ÜÇ YANLIŞ BİR DOĞRU
Üç yanlış, akşamdan sözleştikleri gibi sabah erkenden uyandılar. Seher vaktiydi, hafif bir esintiyle tüyleri ürperdi. Gözleri kan çanağına dönmüştü. Bugün hiç olmadıkları kadar can yakacak, büyük yangınlar çıkaracaklardı. İstiyorlardı ki masmavi göğü kara bulutlar kaplasın, minik yüreklerin feryadı dağlarda yankılansın. Zaman kaybetmeden her biri atını Anadolu'nun bereketli bir tarlasına sürdü. Gelincikleri kurşunladılar, akarsuları zehirlediler. Geçtikleri yerlerde tozu dumana katıp binbir renkli baharı kışa çevirdiler.
Birinci yanlış, tarlasına kin ekecekti. En sevdiği kötülük buydu. Evlek evlek sürdüğü toprağa kin tohumlarını ektikçe kahkahalar atıyor, neşesi yerine geliyordu.
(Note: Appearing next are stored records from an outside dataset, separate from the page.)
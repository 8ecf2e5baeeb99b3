//! Fetching alert snapshots from the feed
//!
//! The watcher only depends on the [`SnapshotFetcher`] trait; [`OrefFetcher`]
//! is the HTTP implementation against the Home Front Command endpoints.

mod http;


pub use http::{FetcherConfig, OrefFetcher, DEFAULT_ALERTS_URL, DEFAULT_HISTORY_URL};

use crate::error::FetchError;
use crate::models::{HistoryRecord, Snapshot};

pub use async_trait::async_trait;

/// Source of alert snapshots
#[async_trait]
pub trait SnapshotFetcher: Send + Sync {
    /// Fetch the active alert batch, `None` when nothing is active
    async fn fetch_current(&self) -> Result<Option<Snapshot>, FetchError>;

    /// Fetch the most recent history entries
    async fn fetch_history(&self) -> Result<Vec<HistoryRecord>, FetchError>;
}
//! One-shot manual check against the feed

use alert_lib::{fetcher::OrefFetcher, AlertWatcherBuilder};
use anyhow::Result;
use std::sync::Arc;

use crate::output::OutputFormat;
use crate::sink::TerminalSink;

/// Fetch the current batch once and print it as a `manual_trigger` event
pub async fn run_check(fetcher: OrefFetcher, format: OutputFormat) -> Result<()> {
    let watcher = AlertWatcherBuilder::new()
        .fetcher(Arc::new(fetcher))
        .sink(Arc::new(TerminalSink::new(format)))
        .build()?;

    watcher.manual_check().await?;
    Ok(())
}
Derken kinleri filizledi ve boy vermeye başladı. Yıl, kin için gayet uygundu. Bire on aldı, yüz aldı. Ambarları dolunca telaşlanmaya başladı. Bu kadar kini hangi gönüllere serpmeli diye düşünmeye başladı. Sonra aklına savaşanlar geldi. Çuvallarına doldurduğu kinleri tutam tutam onların gönlüne serpti. Dünya kan gölüne döndü.
İkinci yanlış, gözyaşını seviyordu. Geçen yıl Rusya ve Ukrayna'ya gönderdiği gözyaşları ziyadesiyle işe yaramış; milyonlarca çocuk, kadın ve düşkün gözyaşlarına boğulmuştu. Bu acıyı görenlerin birçoğu gözyaşlarını dindirmek yerine buğdayı tercih etmiş, çığlıklara kulak tıkamıştı. Demek ki yine gözyaşı para edecek ve müşterisi çok olacaktı.
Sürdü atını çifte. At ilerledikçe yanlışın gözlerinden akan yaşlar anında yeşeriyordu arkasından. Ta ki gözleri kuruyuncaya kadar ata acımadan sürdü toprağı. Bir de baktı ki binlerce dönüm ıslanmış, gözyaşlarına boğulmuş. Günler geçip de hasat zamanı yaklaşınca sessizce evlerin kapılarını aralamaya başladı. Odalara girip dertlilerin, yoksulların aklını çeldi. Onlar da ikinci yanlışın tatlı yüzüne kanıp arkasından yürümeye başladılar. Derken koca bir ordunun gözleri yaşlarla doldu.
Üçüncü yanlış, tam bir umutsuzluk hayranıydı. Biliyordu ki küçük bir işaretle milyonlarca canı arkasından sürükleyecek ve onlara istediğini yaptırabilecekti. Uğradığı her köyde ve şehirde kendine hayran olanları gördükçe cesareti daha da artıyordu. Kararını vermişti: Boş bulduğu bütün topraklara umutsuzluk ekecek ve elde ettiği mahsulün tamamını canların yüreklerine serpecekti.
Durmadı, günlerce çalıştı. Avuç içi kadar toprağa bile umutsuzluk ekti. Fırtınalar, salgın hastalıklar, nükleer başlıklar, kadın cinayetleri çoğaldıkça ekini daha boy verdi. Bu kadarını kendisi bile beklemiyordu. Şaşkındı ama mutluluğuna da diyecek yoktu. Yüksek bir tepeye çıkıp çuval çuval umutsuzluğu serpmeye başladı caddelere, sokaklara. Kapandı ışıklar, kararmaya başladı yeryüzü. Hayatın yeni adı umutsuzluk oldu.
Çok geçmeden karanlıkların ortasından bir ışık doğdu. Adına doğru derler bunun. Hakikat kapısını aralayarak virane evlere doldu. Kinin yalan, gözyaşının hüzün, umutsuzluğun yıkım olduğu söyledi. Önce kimse inanmadı bu eşsiz nağmelere. Melodiler damarlarında dolaşmaya başlayınca erenlerin, kin silindi gönüllerden, gözyaşı sevince döndü, umutsuzluk umut çiçeği açtı kırlarda. Binler, milyonlar bir araya gelerek üzerinde birikmiş olan ölü toprağını kaldırdılar. Hep bir ağızdan türküsünü söylemeye başladılar kardeşliğin, güneşli güzel günlerin: Üç yanlış, bir doğruyu götürmez!